Among the entries below, please repeat exactly and only the lines from the line containing "if c != *label" to the line containing "the final labels.", both lines included.

Collected data entries
------------------------------------
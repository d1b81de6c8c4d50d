//! Seeded k-means (Lloyd's algorithm with k-means++ initialization).
//!
//! Each restart:
//! 1. pick initial centroids by k-means++ from a seeded `StdRng`
//! 2. assign every point to its nearest centroid (Euclidean, ties → lowest id)
//! 3. move each centroid to the mean of its points
//! 4. repeat until no assignment changes or `max_iterations` is reached
//!
//! `n_init` restarts draw from the same RNG in sequence and the lowest-inertia
//! result wins (ties → earliest restart), so a given seed always produces the
//! same labels and centroids.
//!
//! Empty clusters are re-seeded to the point farthest from its own centroid.

use nalgebra::DMatrix;
use rand::rngs::StdRng;
use rand::{Rng, SeedableRng};
use tracing::{debug, warn};

use crate::domain::ClusterAssignment;
use crate::error::AppError;

/// Clustering parameters.
#[derive(Debug, Clone)]
pub struct KMeansOptions {
    pub k: usize,
    pub seed: u64,
    pub n_init: usize,
    pub max_iterations: usize,
    /// Fail with `IterationCapReached` instead of returning the capped result.
    pub require_convergence: bool,
}

impl Default for KMeansOptions {
    fn default() -> Self {
        Self {
            k: 3,
            seed: 42,
            n_init: 10,
            max_iterations: 300,
            require_convergence: false,
        }
    }
}

/// Cluster the rows of `points` into `opts.k` groups.
pub fn fit_kmeans(points: &DMatrix<f64>, opts: &KMeansOptions) -> Result<ClusterAssignment, AppError> {
    let n = points.nrows();
    if n == 0 {
        return Err(AppError::InvalidInput("cannot cluster an empty matrix".into()));
    }
    if opts.k == 0 {
        return Err(AppError::InvalidInput("cluster count must be > 0".into()));
    }
    if opts.k > n {
        return Err(AppError::InvalidInput(format!(
            "cluster count ({}) cannot exceed number of rows ({n})",
            opts.k
        )));
    }
    if points.iter().any(|v| !v.is_finite()) {
        return Err(AppError::InvalidInput("cannot cluster non-finite values".into()));
    }

    let mut rng = StdRng::seed_from_u64(opts.seed);
    let mut best: Option<ClusterAssignment> = None;

    for restart in 0..opts.n_init.max(1) {
        let init = kmeans_plus_plus(points, opts.k, &mut rng);
        let run = lloyd(points, init, opts.max_iterations);
        debug!(
            restart,
            inertia = run.inertia,
            iterations = run.iterations,
            converged = run.converged,
            "k-means restart"
        );

        let better = match &best {
            None => true,
            Some(b) => run.inertia < b.inertia,
        };
        if better {
            best = Some(run);
        }
    }

    let best = best.ok_or_else(|| AppError::InvalidInput("no k-means restarts ran".into()))?;

    if !best.converged {
        if opts.require_convergence {
            return Err(AppError::IterationCapReached {
                iterations: best.iterations,
            });
        }
        warn!(
            iterations = best.iterations,
            "k-means stopped at the iteration cap before assignments settled"
        );
    }

    Ok(best)
}

/// Index of the nearest centroid for a row (ties → lowest index).
pub fn nearest_centroid(points: &DMatrix<f64>, row: usize, centroids: &DMatrix<f64>) -> (usize, f64) {
    let mut best = (0usize, f64::INFINITY);
    for c in 0..centroids.nrows() {
        let d = squared_distance(points, row, centroids, c);
        if d < best.1 {
            best = (c, d);
        }
    }
    best
}

fn squared_distance(a: &DMatrix<f64>, ra: usize, b: &DMatrix<f64>, rb: usize) -> f64 {
    (0..a.ncols())
        .map(|j| {
            let d = a[(ra, j)] - b[(rb, j)];
            d * d
        })
        .sum()
}

fn kmeans_plus_plus(points: &DMatrix<f64>, k: usize, rng: &mut StdRng) -> DMatrix<f64> {
    let n = points.nrows();
    let d = points.ncols();
    let mut centroids = DMatrix::<f64>::zeros(k, d);

    let first = rng.gen_range(0..n);
    centroids.row_mut(0).copy_from(&points.row(first));

    let mut dist: Vec<f64> = (0..n).map(|i| squared_distance(points, i, &centroids, 0)).collect();

    for c in 1..k {
        let total: f64 = dist.iter().sum();
        let chosen = if total > 0.0 {
            let mut target = rng.gen_range(0.0..total);
            let mut pick = n - 1;
            for (i, &w) in dist.iter().enumerate() {
                if target < w {
                    pick = i;
                    break;
                }
                target -= w;
            }
            pick
        } else {
            // Every point coincides with an existing centroid.
            rng.gen_range(0..n)
        };

        centroids.row_mut(c).copy_from(&points.row(chosen));
        for (i, di) in dist.iter_mut().enumerate() {
            *di = di.min(squared_distance(points, i, &centroids, c));
        }
    }

    centroids
}

fn lloyd(points: &DMatrix<f64>, mut centroids: DMatrix<f64>, max_iterations: usize) -> ClusterAssignment {
    let n = points.nrows();
    let k = centroids.nrows();
    let d = points.ncols();

    let mut labels: Vec<usize> = (0..n).map(|i| nearest_centroid(points, i, &centroids).0).collect();
    let mut converged = false;
    let mut iterations = 0usize;

    while iterations < max_iterations {
        iterations += 1;

        update_centroids(points, &labels, &mut centroids);

        let mut changed = false;
        for (i, label) in labels.iter_mut().enumerate() {
            let (c, _) = nearest_centroid(points, i, &centroids);
            if c != *label {
                *label = c;
                changed = true;
            }
        }

        if !changed {
            converged = true;
            break;
        }
    }

    // Centroids consistent with the final labels.
    if !converged {
        update_centroids(points, &labels, &mut centroids);
    }

    let inertia = (0..n)
        .map(|i| squared_distance(points, i, &centroids, labels[i]))
        .sum();

    debug_assert_eq!(centroids.ncols(), d);
    debug_assert!(labels.iter().all(|&l| l < k));

    ClusterAssignment {
        labels,
        centroids,
        inertia,
        iterations,
        converged,
    }
}

fn update_centroids(points: &DMatrix<f64>, labels: &[usize], centroids: &mut DMatrix<f64>) {
    let k = centroids.nrows();
    let d = points.ncols();
    let mut sums = DMatrix::<f64>::zeros(k, d);
    let mut counts = vec![0usize; k];

    for (i, &l) in labels.iter().enumerate() {
        counts[l] += 1;
        for j in 0..d {
            sums[(l, j)] += points[(i, j)];
        }
    }

    for c in 0..k {
        if counts[c] > 0 {
            for j in 0..d {
                centroids[(c, j)] = sums[(c, j)] / counts[c] as f64;
            }
        }
    }

    // Several clusters can empty out at once; each takes a different row.
    let mut taken = vec![false; points.nrows()];
    for c in 0..k {
        if counts[c] == 0 {
            let Some(far) = farthest_point(points, labels, centroids, &taken) else {
                break;
            };
            taken[far] = true;
            debug!(cluster = c, row = far, "re-seeding empty cluster");
            centroids.row_mut(c).copy_from(&points.row(far));
        }
    }
}

/// Row farthest from its own centroid, skipping rows already used for re-seeding.
fn farthest_point(points: &DMatrix<f64>, labels: &[usize], centroids: &DMatrix<f64>, taken: &[bool]) -> Option<usize> {
    let mut best: Option<(usize, f64)> = None;
    for (i, &l) in labels.iter().enumerate() {
        if taken[i] {
            continue;
        }
        let d = squared_distance(points, i, centroids, l);
        if best.is_none_or(|(_, bd)| d > bd) {
            best = Some((i, d));
        }
    }
    best.map(|(i, _)| i)
}

#[cfg(test)]
mod tests {
    use super::*;

    fn blobs() -> DMatrix<f64> {
        DMatrix::from_row_slice(
            8,
            2,
            &[
                0.00, 0.02, 0.03, 0.00, 0.01, 0.05, 0.04, 0.03, //
                0.95, 0.97, 0.99, 0.94, 0.96, 1.00, 0.98, 0.96,
            ],
        )
    }

    #[test]
    fn separates_two_blobs() {
        let opts = KMeansOptions {
            k: 2,
            ..KMeansOptions::default()
        };
        let a = fit_kmeans(&blobs(), &opts).unwrap();
        assert!(a.converged);
        assert_eq!(a.labels.len(), 8);
        let first = a.labels[0];
        assert!(a.labels[..4].iter().all(|&l| l == first));
        assert!(a.labels[4..].iter().all(|&l| l != first));
        assert_eq!(a.sizes(), vec![4, 4]);
    }

    #[test]
    fn same_seed_is_deterministic() {
        let opts = KMeansOptions::default();
        let a = fit_kmeans(&blobs(), &opts).unwrap();
        let b = fit_kmeans(&blobs(), &opts).unwrap();
        assert_eq!(a.labels, b.labels);
        assert_eq!(a.centroids, b.centroids);
        assert!(a.labels.iter().all(|&l| l < 3));
    }

    #[test]
    fn duplicate_points_do_not_crash() {
        let points = DMatrix::from_element(5, 2, 0.5);
        let a = fit_kmeans(&points, &KMeansOptions::default()).unwrap();
        assert_eq!(a.labels.len(), 5);
        assert!(a.labels.iter().all(|&l| l < 3));
        assert_eq!(a.inertia, 0.0);
    }

    #[test]
    fn simultaneous_empty_clusters_get_distinct_rows() {
        let points = DMatrix::from_row_slice(4, 1, &[0.0, 1.0, 5.0, 10.0]);
        let mut centroids = DMatrix::from_row_slice(3, 1, &[4.0, 100.0, 200.0]);
        update_centroids(&points, &[0, 0, 0, 0], &mut centroids);

        assert_eq!(centroids[(0, 0)], 4.0);
        assert_eq!(centroids[(1, 0)], 10.0);
        assert_eq!(centroids[(2, 0)], 0.0);
    }

    #[test]
    fn rejects_invalid_k() {
        let points = blobs();
        let zero = KMeansOptions { k: 0, ..KMeansOptions::default() };
        assert!(fit_kmeans(&points, &zero).is_err());
        let too_many = KMeansOptions { k: 9, ..KMeansOptions::default() };
        assert!(fit_kmeans(&points, &too_many).is_err());
    }

    #[test]
    fn iteration_cap_can_be_enforced() {
        let points = DMatrix::from_row_slice(
            6,
            1,
            &[0.0, 0.1, 0.2, 0.45, 0.55, 1.0],
        );
        let opts = KMeansOptions {
            k: 3,
            max_iterations: 0,
            require_convergence: true,
            ..KMeansOptions::default()
        };
        let err = fit_kmeans(&points, &opts).unwrap_err();
        assert!(matches!(err, AppError::IterationCapReached { iterations: 0 }));
    }
}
------------------------------------
**Answer section**:
            if c != *label {
                *label = c;
                changed = true;
            }
        }

        if !changed {
            converged = true;
            break;
        }
    }

    // Centroids consistent with the final labels.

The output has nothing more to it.